The same trade-offs hold true for renewable energy, and I actually spend a lot more time thinking about those. My near future is going to take me back into the energy sector, trying to work out sustainable, long-term solutions. Sustainable is the key word here. If the renewable option requires fossil fuels, for instance, it isn’t sustainable. It might be sustainable for a long period of time if the fossil fuel inputs are low – or if they consist of fossil fuels that we still possess in abundance – but that brings up other trade-offs.

There is no perfect solution, but there are those in which the trade-offs are more favorable. For a tropical country like Brazil, I think ethanol from sugarcane is a good solution. However, try to scale that up to fuel the world, and you start dealing with more difficult trade-offs. One of the options I think looks good longer-term is green diesel made from either hydrotreating/cracking various plant oils, or from gasifying biomass and then converting it via Fischer-Tropsch to diesel (as Choren is doing).

For the hydrocracking option, the specific plant oil (or animal fat) you use is going to involve more trade-offs. Take palm oil, for instance. It is a prolific producer of oil, to be sure. It has provided a new source of income for many tropical countries. But demand from developed countries has led to massive deforestation as some tropical countries rush to plant palm oil plantations.

Jatropha curcas, which I have written about previously, is an interesting option. The primary attraction is that it can reportedly grow in marginal soil, and it is drought tolerant. Presumably, this would imply that it doesn’t use much water. Not so, according to a recently published paper in PNAS:

The water footprint of bioenergy

In case you can’t read that, the graph shows jatropha as the highest user of water per GJ of fuel produced. Many believe the world faces some very serious issues with availability of fresh water. In that case, an important trade-off will be the amount of water a energy crop uses.

The study doesn’t describe their methodology in detail, so it is difficult for me to critique their result. I can say that other studies have shown that jatropha still produces oil under minimal water requirements:

Response of Jatropha curcas L. to water deficit: Yield, water use efficiency and oilseed characteristics

It may be that the best yields are produced when lots of water is supplied. But then there are locations that would be willing to trade lower oil yields for low water requirements.

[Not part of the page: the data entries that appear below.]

//! [`imgref`] interop for [`PixelBuffer`].
//!
//! A `PixelBuffer` is always tightly packed, so it can be viewed as an
//! [`ImgRef`] without copying. Going the other way copies row by row, which
//! drops any stride padding the source image carries.
//!
//! ```rust
//! use imgref::ImgVec;
//! use rgb::Rgba;
//! use rgbablit::PixelBuffer;
//!
//! let img = ImgVec::new(vec![Rgba::new(0u8, 0, 255, 255); 6], 3, 2);
//! let mut buf = PixelBuffer::from_img(img.as_ref()).unwrap();
//! buf.fill(1, 2, 3, 4);
//! assert_eq!(buf.as_img().width(), 3);
//! ```

use alloc::vec::Vec;

use imgref::{ImgRef, ImgVec};
use rgb::Rgba;

use crate::{PixelBuffer, PixelError};

impl PixelBuffer {
    /// Borrow the buffer as an `ImgRef` with `stride == width`.
    pub fn as_img(&self) -> ImgRef<'_, Rgba<u8>> {
        ImgRef::new(self.pixels(), self.width() as usize, self.height() as usize)
    }

    /// Copy the pixels out into an owned `ImgVec`.
    pub fn to_img_vec(&self) -> ImgVec<Rgba<u8>> {
        let pixels: Vec<Rgba<u8>> = self.pixels().to_vec();
        ImgVec::new(pixels, self.width() as usize, self.height() as usize)
    }

    /// Allocate a buffer and copy `img` into it, honouring its stride.
    pub fn from_img(img: ImgRef<'_, Rgba<u8>>) -> Result<PixelBuffer, PixelError> {
        let (w, h) = (img.width(), img.height());
        let (Ok(width), Ok(height)) = (u32::try_from(w), u32::try_from(h)) else {
            return Err(PixelError::DimensionsOverflow {
                width: u32::try_from(w).unwrap_or(u32::MAX),
                height: u32::try_from(h).unwrap_or(u32::MAX),
            });
        };
        let mut buf = PixelBuffer::allocate(width, height)?;
        if w > 0 {
            for (src, dst) in img.rows().zip(buf.pixels_mut().chunks_exact_mut(w)) {
                dst.copy_from_slice(src);
            }
        }
        Ok(buf)
    }
}

#[cfg(test)]
mod tests {
    extern crate alloc;
    use super::*;
    use alloc::vec;

    #[test]
    fn round_trips_through_imgvec() {
        let mut buf = PixelBuffer::allocate(5, 3).unwrap();
        buf.fill(10, 20, 30, 40);
        buf.pixels_mut()[7] = Rgba::new(1, 2, 3, 4);

        let img = buf.to_img_vec();
        assert_eq!((img.width(), img.height()), (5, 3));
        let back = PixelBuffer::from_img(img.as_ref()).unwrap();
        assert_eq!(back.as_bytes(), buf.as_bytes());
    }

    #[test]
    fn from_img_drops_stride_padding() {
        let pad = Rgba::new(0xEEu8, 0xEE, 0xEE, 0xEE);
        let px = Rgba::new(1u8, 2, 3, 4);
        // 2x2 image with stride 3
        let data = vec![px, px, pad, px, px, pad];
        let img = ImgRef::new_stride(&data[..], 2, 2, 3);

        let buf = PixelBuffer::from_img(img).unwrap();
        assert_eq!(buf.len(), 16);
        assert!(buf.pixels().iter().all(|&p| p == px));
    }

    #[test]
    fn as_img_views_the_same_pixels() {
        let mut buf = PixelBuffer::allocate(4, 2).unwrap();
        buf.fill(7, 7, 7, 7);
        let view = buf.as_img();
        assert_eq!(view.stride(), 4);
        assert_eq!(view.rows().nth(1).unwrap()[3], Rgba::new(7, 7, 7, 7));
    }
}
// ---------------------------------------------------------------------------
// Backend selection — runtime capability probe over archmage tokens.
// ---------------------------------------------------------------------------

use core::fmt;

#[cfg(target_arch = "aarch64")]
use archmage::Arm64V2Token;
use archmage::SimdToken;
#[cfg(target_arch = "x86_64")]
use archmage::X64V3Token;

/// Which implementation family runs an operation.
///
/// Every backend produces byte-identical output for identical inputs.
#[derive(Clone, Copy, Debug, PartialEq, Eq, Hash)]
pub enum Backend {
    /// Portable per-pixel loops. Always available.
    Scalar,
    /// 256-bit AVX2 kernels (x86-64-v3).
    WideX86,
    /// 128-bit NEON kernels (AArch64).
    WideArm,
}

impl Backend {
    /// Every backend, fastest first.
    pub const ALL: [Backend; 3] = [Backend::WideX86, Backend::WideArm, Backend::Scalar];

    /// The fastest backend the running CPU supports.
    ///
    /// This probes the CPU rather than the compile target: an x86-64 machine
    /// without AVX2 gets [`Backend::Scalar`]. archmage caches the probe, so
    /// repeated calls are cheap. Tokens disabled through archmage are
    /// reported as unsupported.
    pub fn detect() -> Backend {
        let backend = Backend::ALL
            .into_iter()
            .find(|b| b.is_supported())
            .unwrap_or(Backend::Scalar);
        log::debug!("rgbablit: selected {backend} backend");
        backend
    }

    /// Whether this backend can execute on the running CPU.
    pub fn is_supported(self) -> bool {
        match self {
            Backend::Scalar => true,
            #[cfg(target_arch = "x86_64")]
            Backend::WideX86 => X64V3Token::summon().is_some(),
            #[cfg(target_arch = "aarch64")]
            Backend::WideArm => Arm64V2Token::summon().is_some(),
            #[allow(unreachable_patterns)]
            _ => false,
        }
    }

    /// Backends supported on the running CPU, fastest first. Always ends
    /// with [`Backend::Scalar`].
    pub fn available() -> impl Iterator<Item = Backend> {
        Backend::ALL.into_iter().filter(|b| b.is_supported())
    }

    /// Short lowercase name, matching the variant suffixes (`avx2`, `neon`).
    pub const fn name(self) -> &'static str {
        match self {
            Backend::Scalar => "scalar",
            Backend::WideX86 => "avx2",
            Backend::WideArm => "neon",
        }
    }
}

impl fmt::Display for Backend {
    fn fmt(&self, f: &mut fmt::Formatter<'_>) -> fmt::Result {
        f.write_str(self.name())
    }
}

#[cfg(test)]
mod tests {
    use super::*;
    use archmage::testing::{CompileTimePolicy, for_each_token_permutation};

    #[test]
    fn scalar_is_always_supported() {
        assert!(Backend::Scalar.is_supported());
        assert_eq!(Backend::available().last(), Some(Backend::Scalar));
    }

    #[test]
    fn detect_picks_first_available() {
        // Serialized with the dispatch tests that disable tokens.
        let _ = for_each_token_permutation(CompileTimePolicy::WarnStderr, |perm| {
            let first = Backend::available().next().unwrap();
            assert_eq!(Backend::detect(), first, "tier={perm}");
        });
    }

    #[cfg(not(any(target_arch = "x86_64", target_arch = "aarch64")))]
    #[test]
    fn other_architectures_fall_back_to_scalar() {
        assert_eq!(Backend::detect(), Backend::Scalar);
    }

    #[cfg(target_arch = "x86_64")]
    #[test]
    fn neon_never_supported_on_x86() {
        assert!(!Backend::WideArm.is_supported());
    }

    #[cfg(target_arch = "aarch64")]
    #[test]
    fn avx2_never_supported_on_arm() {
        assert!(!Backend::WideX86.is_supported());
    }

    #[test]
    fn names() {
        use alloc::string::ToString;
        assert_eq!(Backend::Scalar.to_string(), "scalar");
        assert_eq!(Backend::WideX86.to_string(), "avx2");
        assert_eq!(Backend::WideArm.to_string(), "neon");
    }
}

The point is that these sorts of trade-offs are going to be involved with every energy choice. As the title says, “It’s always something.” But that doesn’t mean we don’t have options.

As we turn increasingly to bioenergy in the future, it is critical that we make choices that minimize the negative side of the trade-offs. Unfortunately, history shows that the group benefiting from the positive side of the trade-off is not always the same group getting hit with the negative side. But for me, this is going to be an important consideration as I search for optimal bioenergy options.

Note: Incidentally, when I was writing this essay, I ran across a very informative source of jatropha information that I hadn’t seen before. There are a lot of nice pictures there: Jatropha Cultivation

16 thoughts on “It’s Always Something”

  1. I'm not familiar with this particular water study; but a lot of these "studies" need to be taken with a whole lot of salt.

    A lot of times they just take the average rainfall of the area where the crop is grown, and, voila, they have a "number." Obviously, this method is fraught with potential for inaccuracies.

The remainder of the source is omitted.